__Your objective__: Reproduce exactly, from the data that follows, the line with "to an accumulation", the line with "base point on", and every line that lies between them.

__Input__:
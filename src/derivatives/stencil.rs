//! derivatives::stencil — central-difference coefficient tables and the shared
//! perturb/evaluate/restore loop.
//!
//! Purpose
//! -------
//! Provide the fixed central-difference stencils (outer weights, inner
//! offsets, denominator) for each supported accuracy order, together with the
//! single stencil-iteration primitive that the gradient, Jacobian, and
//! Hessian engines all drive. Keeping the loop in one place avoids drift
//! between three otherwise near-identical implementations.
//!
//! Key behaviors
//! -------------
//! - Map an [`AccuracyOrder`] to its [`Stencil`] via a static, match-based
//!   lookup (`AccuracyOrder::stencil`); the coefficient tables are `const`
//!   arrays, never derived or mutated at runtime.
//! - Parse accuracy orders from strings (`FromStr`), rejecting unknown names
//!   with [`FDError::InvalidAccuracyOrder`].
//! - Apply a set of coordinate shifts to a working point, evaluate the target
//!   function, and restore the shifted coordinates bit-identically
//!   ([`eval_shifted`]).
//! - Sweep a stencil along one coordinate, handing each weighted evaluation
//!   to an accumulation callback ([`Stencil::sweep`]).
//!
//! Invariants & assumptions
//! ------------------------
//! - For every order, `outer.len() == inner.len()` and the length is even
//!   (one positive/negative offset pair per order step: 2, 4, 6, 8).
//! - The working point passed to [`eval_shifted`] equals the base point on
//!   entry; it equals the base point again on exit, so perturbations never
//!   compound across coordinates or stencil steps.
//! - The target function is pure: it may be called an unbounded number of
//!   times and identical inputs produce identical outputs. The engines do
//!   not defend against violations of this contract.
//!
//! Conventions
//! -----------
//! - Coefficients follow the standard minimal-stencil central-difference
//!   tables (see <https://en.wikipedia.org/wiki/Finite_difference_coefficient>):
//!   the approximation accumulates `outer[j] * f(x + inner[j] * eps)` and
//!   divides by `denominator * eps`.
//! - Traversal order is coordinate-ascending, stencil-step-ascending; callers
//!   must not rely on any finer ordering guarantee.
//!
//! Downstream usage
//! ----------------
//! - [`finite_gradient`](crate::derivatives::gradient::finite_gradient),
//!   [`finite_jacobian`](crate::derivatives::jacobian::finite_jacobian), and
//!   [`finite_hessian`](crate::derivatives::hessian::finite_hessian) obtain a
//!   stencil from their `AccuracyOrder` argument and drive the shared
//!   primitives; no other module touches the coefficient tables directly.
//! - The string parser backs the Python-facing API, where accuracy is passed
//!   as a keyword string.
//!
//! Testing notes
//! -------------
//! - Unit tests cover table shape invariants, exact coefficient values for
//!   the lowest order, string parsing (including rejection payloads), and
//!   bit-identical restoration of the working point after a sweep.
//! - Convergence behavior of the stencils themselves is exercised by the
//!   engine tests and the integration suite against closed-form derivatives.
use crate::derivatives::{
    errors::{FDError, FDResult},
    types::Point,
};
use std::str::FromStr;

// The outer coefficients, c1, and inner offsets, c2, in c1 * f(x + c2 * eps).
// See: https://en.wikipedia.org/wiki/Finite_difference_coefficient
const SECOND_OUTER: [f64; 2] = [1.0, -1.0];
const SECOND_INNER: [f64; 2] = [1.0, -1.0];

const FOURTH_OUTER: [f64; 4] = [1.0, -8.0, 8.0, -1.0];
const FOURTH_INNER: [f64; 4] = [-2.0, -1.0, 1.0, 2.0];

const SIXTH_OUTER: [f64; 6] = [-1.0, 9.0, -45.0, 45.0, -9.0, 1.0];
const SIXTH_INNER: [f64; 6] = [-3.0, -2.0, -1.0, 1.0, 2.0, 3.0];

const EIGHTH_OUTER: [f64; 8] = [3.0, -32.0, 168.0, -672.0, 672.0, -168.0, 32.0, -3.0];
const EIGHTH_INNER: [f64; 8] = [-4.0, -3.0, -2.0, -1.0, 1.0, 2.0, 3.0, 4.0];

/// Truncation-error order of a central-difference stencil.
///
/// Higher orders cancel more Taylor-series terms and require proportionally
/// more function evaluations per coordinate (2, 4, 6, or 8). These four
/// orders are the only supported stencils; the enum is closed by design, so
/// an invalid order is unrepresentable in Rust code and can only arise at
/// string boundaries (see the `FromStr` impl).
#[derive(Debug, Clone, Copy, Default, PartialEq, Eq, Hash)]
pub enum AccuracyOrder {
    /// Second-order accuracy (2 evaluations per coordinate).
    #[default]
    Second,
    /// Fourth-order accuracy (4 evaluations per coordinate).
    Fourth,
    /// Sixth-order accuracy (6 evaluations per coordinate).
    Sixth,
    /// Eighth-order accuracy (8 evaluations per coordinate).
    Eighth,
}

/// All supported orders, lowest first. Handy for iterating in tests and
/// convergence sweeps.
pub const ALL_ORDERS: [AccuracyOrder; 4] =
    [AccuracyOrder::Second, AccuracyOrder::Fourth, AccuracyOrder::Sixth, AccuracyOrder::Eighth];

impl AccuracyOrder {
    /// Return the stencil parameters for this order.
    ///
    /// Pure static lookup into the `const` coefficient tables; the returned
    /// [`Stencil`] borrows the tables and is never mutated.
    pub fn stencil(self) -> Stencil {
        match self {
            AccuracyOrder::Second => {
                Stencil { outer: &SECOND_OUTER, inner: &SECOND_INNER, denominator: 2.0 }
            }
            AccuracyOrder::Fourth => {
                Stencil { outer: &FOURTH_OUTER, inner: &FOURTH_INNER, denominator: 12.0 }
            }
            AccuracyOrder::Sixth => {
                Stencil { outer: &SIXTH_OUTER, inner: &SIXTH_INNER, denominator: 60.0 }
            }
            AccuracyOrder::Eighth => {
                Stencil { outer: &EIGHTH_OUTER, inner: &EIGHTH_INNER, denominator: 840.0 }
            }
        }
    }
}

impl FromStr for AccuracyOrder {
    type Err = FDError;

    /// Parse an accuracy order from its lowercase name or truncation order.
    ///
    /// Accepts `"second"`/`"2"`, `"fourth"`/`"4"`, `"sixth"`/`"6"`, and
    /// `"eighth"`/`"8"`, case-insensitively.
    ///
    /// # Errors
    /// Returns [`FDError::InvalidAccuracyOrder`] with the offending name for
    /// any other input.
    fn from_str(s: &str) -> FDResult<AccuracyOrder> {
        match s.to_ascii_lowercase().as_str() {
            "second" | "2" => Ok(AccuracyOrder::Second),
            "fourth" | "4" => Ok(AccuracyOrder::Fourth),
            "sixth" | "6" => Ok(AccuracyOrder::Sixth),
            "eighth" | "8" => Ok(AccuracyOrder::Eighth),
            _ => Err(FDError::InvalidAccuracyOrder { name: s.to_string() }),
        }
    }
}

/// Stencil — one central-difference formula as (weights, offsets, denominator).
///
/// Purpose
/// -------
/// Bundle the three parameter sets of a central-difference formula so the
/// engines can iterate weight/offset pairs without caring which accuracy
/// order produced them.
///
/// Fields
/// ------
/// - `outer`: the weights `c1` applied to each function evaluation.
/// - `inner`: the coordinate offsets `c2`, in units of the step `eps`.
/// - `denominator`: the common divisor of the weighted sum; the full divisor
///   of a first derivative is `denominator * eps`.
///
/// Invariants
/// ----------
/// - `outer.len() == inner.len()`, always even.
/// - Borrowed from `const` tables; a `Stencil` is never constructed from
///   runtime data.
#[derive(Debug, Clone, Copy)]
pub struct Stencil {
    pub outer: &'static [f64],
    pub inner: &'static [f64],
    pub denominator: f64,
}

impl Stencil {
    /// Number of function evaluations this stencil performs per coordinate.
    pub fn len(&self) -> usize {
        self.inner.len()
    }

    /// Iterate `(weight, offset)` pairs in stencil order.
    pub(crate) fn steps(&self) -> impl Iterator<Item = (f64, f64)> + '_ {
        self.outer.iter().copied().zip(self.inner.iter().copied())
    }

    /// Sweep this stencil along coordinate `coord`, feeding each weighted
    /// evaluation to `accumulate`.
    ///
    /// For each stencil step, perturbs `work[coord]` by `offset * eps`,
    /// evaluates `f` at the perturbed point, restores the coordinate from
    /// `base`, and calls `accumulate(weight, value)`. The caller remains
    /// responsible for dividing the accumulated total by
    /// `denominator * eps`.
    ///
    /// `work` must equal `base` on entry and is guaranteed to equal it again
    /// on exit.
    pub(crate) fn sweep<F, T, A>(
        &self, work: &mut Point, base: &Point, coord: usize, eps: f64, f: &F, mut accumulate: A,
    ) where
        F: Fn(&Point) -> T,
        A: FnMut(f64, T),
    {
        for (weight, offset) in self.steps() {
            let value = eval_shifted(work, base, &[(coord, offset * eps)], f);
            accumulate(weight, value);
        }
    }
}

/// Evaluate `f` at a point shifted along one or two coordinates, then restore.
///
/// Applies every `(coordinate, delta)` shift to `work` in order, evaluates
/// `f(work)`, and resets each shifted coordinate to its value in `base`.
/// Shifts on the same coordinate add up, which is exactly what the Hessian's
/// diagonal entries need. Restoration copies from `base`, so the working
/// point is bit-identical to the caller's input between evaluations.
pub(crate) fn eval_shifted<F, T>(work: &mut Point, base: &Point, shifts: &[(usize, f64)], f: &F) -> T
where
    F: Fn(&Point) -> T,
{
    for &(coord, delta) in shifts {
        work[coord] += delta;
    }
    let value = f(work);
    for &(coord, _) in shifts {
        work[coord] = base[coord];
    }
    value
}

__Solved exercise__:
//!   to an accumulation callback ([`Stencil::sweep`]).
//!
//! Invariants & assumptions
//! ------------------------
//! - For every order, `outer.len() == inner.len()` and the length is even
//!   (one positive/negative offset pair per order step: 2, 4, 6, 8).
//! - The working point passed to [`eval_shifted`] equals the base point on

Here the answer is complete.